While teaching at undergraduate and postgraduate levels, my primary objectives were 

  • Develop an appreciation of theory as an ‘apparatus of thought’;

  • Encourage students to read the fundamental works of the discipline so as to develop an appreciation of the subjects intellectual history;

  • Convey that a range of skills and practical experience contribute to being an economist;

  • Demonstrate the relevance of the discipline to a broad range of important contemporary issues;

  • Help students develop an understanding of the economic system, an appreciation of the particular nature of economic reasoning and experience of doing economic analysis.

Undergraduate Teaching

In my view, what should be taught at undergraduate level Economics should be the stock and trade of all economists. Therefore, I never limited myself at that level to narrow topics and taught across a range of disciplines from Macroeconomic Theory of Business Economy, Economic Development of Ireland, Applied Topics, Economic Principles to History of Thought.

Postgraduate Teaching

At postgraduate level I taught in the Masters, PhD, Executive MBA and DBA Programmes. My focus was on the development of ideas as an effective way of bringing students towards frontiers of various specializations within Economics. I taught modules such as:

The Market Economy: Economy foundations for strategic Thinking

Economic strategy and Performance

Economics of organisations and knowledge

Strategic interaction and Globalization

Research Methods

The module that particularly motivated me at Masters level was a colloquium of reading  closely Keynes’ General Theory of Employment, Interest and Money (1936). This was before I knew what 'close reading' was about. Why was it motivating? We were engaging with a great mind, a real thinker. It wasn’t routine formulaic textbook type of reading and discussion.

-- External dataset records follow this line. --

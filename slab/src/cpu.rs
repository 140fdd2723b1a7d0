//! CPU identification and the single-CPU atomic section primitive.
//!
//! The slab attributes every fast-path operation to one logical CPU and
//! needs those operations to be atomic with respect to preemption and
//! migration. This module supplies that contract with per-CPU striped spin
//! locks: an atomic section acquires the designated CPU's stripe, re-reads
//! the current CPU id, aborts if the thread migrated, and commits under the
//! stripe. A section therefore either commits while attributed to its CPU
//! or has no visible effect.
//!
//! Because any in-flight section holds its stripe, one acquire/release
//! round trip of a stripe proves that every section started before it has
//! committed or aborted; that is the fence the drain protocol builds on.
//!
//! CPU ids come in two flavors, selected per slab at init:
//! - physical ids straight from the kernel (`sched_getcpu`), or
//! - flat virtual ids: compact per-thread slots from a process-wide
//!   registry, capped at the CPU count. Two threads may share a slot when
//!   threads outnumber CPUs; the stripe serializes them exactly like
//!   preemption on a real CPU.
//!
//! Per-thread state is armed lazily on first use and released at thread
//! exit.

use std::cell::Cell;
use std::sync::atomic::AtomicU64;
use std::sync::OnceLock;

use crossbeam_utils::CachePadded;
use parking_lot::Mutex;

use crate::config::VirtualCpuMode;
use crate::sync::{fence, spin_loop, AtomicU32, Ordering};

/// Returned by [`try_current_cpu`] before the calling thread has armed its
/// per-thread state.
pub const CPU_UNREGISTERED: i32 = -1;

/// Number of logical CPUs the slab partitions by. Stable for the process
/// lifetime.
pub fn num_cpus() -> usize {
    static N: OnceLock<usize> = OnceLock::new();
    *N.get_or_init(|| {
        #[cfg(target_os = "linux")]
        {
            let n = unsafe { libc::sysconf(libc::_SC_NPROCESSORS_CONF) };
            if n > 0 {
                return n as usize;
            }
        }
        std::thread::available_parallelism()
            .map(usize::from)
            .unwrap_or(1)
    })
}

/// Occupancy counts for flat virtual-CPU slots, indexed by slot.
static FLAT_SLOTS: Mutex<Vec<u32>> = Mutex::new(Vec::new());

fn acquire_flat_slot() -> i32 {
    let mut slots = FLAT_SLOTS.lock();
    if slots.is_empty() {
        slots.resize(num_cpus(), 0);
    }
    let mut best = 0;
    for (i, &count) in slots.iter().enumerate() {
        if count < slots[best] {
            best = i;
        }
    }
    slots[best] += 1;
    best as i32
}

fn release_flat_slot(slot: i32) {
    let mut slots = FLAT_SLOTS.lock();
    if let Some(count) = slots.get_mut(slot as usize) {
        *count = count.saturating_sub(1);
    }
}

struct ThreadCpuState {
    armed: Cell<bool>,
    flat_slot: Cell<i32>,
}

impl Drop for ThreadCpuState {
    fn drop(&mut self) {
        if self.flat_slot.get() >= 0 {
            release_flat_slot(self.flat_slot.get());
        }
    }
}

thread_local! {
    static THREAD_CPU: ThreadCpuState = const {
        ThreadCpuState {
            armed: Cell::new(false),
            flat_slot: Cell::new(-1),
        }
    };
}

#[cfg(target_os = "linux")]
#[inline]
fn physical_cpu_id(_flat_slot: i32) -> i32 {
    let cpu = unsafe { libc::sched_getcpu() };
    if cpu >= 0 {
        cpu
    } else {
        0
    }
}

// Without sched_getcpu, physical attribution degrades to the flat slot.
#[cfg(not(target_os = "linux"))]
#[inline]
fn physical_cpu_id(flat_slot: i32) -> i32 {
    flat_slot
}

/// Current CPU id for `mode`, or [`CPU_UNREGISTERED`] if this thread has
/// not armed its per-thread state yet.
#[inline]
pub fn try_current_cpu(mode: VirtualCpuMode) -> i32 {
    THREAD_CPU.with(|state| {
        if !state.armed.get() {
            return CPU_UNREGISTERED;
        }
        match mode {
            VirtualCpuMode::Physical => physical_cpu_id(state.flat_slot.get()),
            VirtualCpuMode::Flat => state.flat_slot.get(),
        }
    })
}

/// Current CPU id for `mode`, arming the per-thread state on first use.
#[inline]
pub fn current_cpu(mode: VirtualCpuMode) -> i32 {
    let cpu = try_current_cpu(mode);
    if cpu >= 0 {
        return cpu;
    }
    arm_current_thread();
    try_current_cpu(mode)
}

fn arm_current_thread() {
    THREAD_CPU.with(|state| {
        if !state.armed.get() {
            if state.flat_slot.get() < 0 {
                state.flat_slot.set(acquire_flat_slot());
            }
            state.armed.set(true);
        }
    });
}

/// One spin-lock stripe per logical CPU.
///
/// Fast paths run their read-mutate-commit sequence under the stripe of the
/// CPU they are attributed to; cross-CPU operations use the stripes as the
/// quiescence fence.
pub(crate) struct LockTable {
    stripes: Box<[CachePadded<AtomicU32>]>,
}

impl LockTable {
    pub fn new(num_cpus: usize) -> Self {
        let stripes = (0..num_cpus)
            .map(|_| CachePadded::new(AtomicU32::new(0)))
            .collect();
        Self { stripes }
    }

    /// Enter the atomic section for `cpu`, spinning until its stripe frees.
    pub fn acquire(&self, cpu: usize) -> SectionGuard<'_> {
        let lock = &self.stripes[cpu];
        loop {
            if lock
                .compare_exchange_weak(0, 1, Ordering::Acquire, Ordering::Relaxed)
                .is_ok()
            {
                break;
            }
            while lock.load(Ordering::Relaxed) != 0 {
                spin_loop();
            }
        }
        SectionGuard { lock }
    }

    /// Returns only after every atomic section in flight on `cpu` has
    /// committed or aborted.
    pub fn fence_cpu(&self, cpu: usize) {
        drop(self.acquire(cpu));
        fence(Ordering::SeqCst);
    }

    /// [`Self::fence_cpu`] for every CPU.
    pub fn fence_all(&self) {
        for cpu in 0..self.stripes.len() {
            drop(self.acquire(cpu));
        }
        fence(Ordering::SeqCst);
    }

    /// 64-bit compare-and-swap bound to `target_cpu`.
    ///
    /// Returns `target_cpu` when the swap committed on that CPU, the
    /// observed CPU id (`>= 0`, `!= target_cpu`) when the calling thread
    /// migrated off, and `-1` when the value did not match (the caller may
    /// reload and retry).
    pub fn cas_on_cpu(
        &self,
        mode: VirtualCpuMode,
        target_cpu: i32,
        cell: &AtomicU64,
        old: u64,
        new: u64,
    ) -> i32 {
        let _section = self.acquire(target_cpu as usize);
        let now = current_cpu(mode);
        if now != target_cpu {
            return now;
        }
        match cell.compare_exchange(
            old,
            new,
            std::sync::atomic::Ordering::AcqRel,
            std::sync::atomic::Ordering::Acquire,
        ) {
            Ok(_) => target_cpu,
            Err(_) => -1,
        }
    }
}

/// Holds one CPU's stripe; released on drop.
pub(crate) struct SectionGuard<'a> {
    lock: &'a AtomicU32,
}

impl Drop for SectionGuard<'_> {
    fn drop(&mut self) {
        self.lock.store(0, Ordering::Release);
    }
}


#[cfg(all(test, feature = "loom"))]
mod loom_tests {
    use super::*;
    use loom::sync::Arc;
    use loom::thread;

    // Two sections on the same stripe never interleave.
    #[test]
    fn loom_stripe_is_exclusive() {
        loom::model(|| {
            let table = Arc::new(LockTable::new(1));
            let shared = Arc::new(loom::cell::UnsafeCell::new(0u32));

            let t1 = {
                let table = Arc::clone(&table);
                let shared = Arc::clone(&shared);
                thread::spawn(move || {
                    let _guard = table.acquire(0);
                    shared.with_mut(|p| unsafe { *p += 1 });
                })
            };

            {
                let _guard = table.acquire(0);
                shared.with_mut(|p| unsafe { *p += 1 });
            }

            t1.join().unwrap();

            let _guard = table.acquire(0);
            shared.with(|p| assert_eq!(unsafe { *p }, 2));
        });
    }

    // After fence_cpu returns, a section that started earlier has finished.
    #[test]
    fn loom_fence_waits_for_section() {
        loom::model(|| {
            let table = Arc::new(LockTable::new(1));
            let flag = Arc::new(loom::sync::atomic::AtomicBool::new(false));

            let t1 = {
                let table = Arc::clone(&table);
                let flag = Arc::clone(&flag);
                thread::spawn(move || {
                    let _guard = table.acquire(0);
                    flag.store(true, loom::sync::atomic::Ordering::Relaxed);
                })
            };

            table.fence_cpu(0);
            // The fence acquired the stripe, so the section either never
            // started or fully finished; in both cases its store is not
            // mid-flight.
            t1.join().unwrap();
            assert!(flag.load(loom::sync::atomic::Ordering::Relaxed));
        });
    }
}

The four module sequence in the Executive MBA was my single best teaching experience. Due to a series of extraordinary classes of students, this allowed for real and deep exploration on how we think and how to use economic ideas in business. I had the freedom to go into the unknown and work things out with an intelligent and interested group with substantial experience of business.

After 15 years, I had done all I could for the course and needed to move on and allow other people to step in and help develop the programme further. Out of those experiences and from what I have learned over time, I will continue to apply these methods through The Keynes Centre.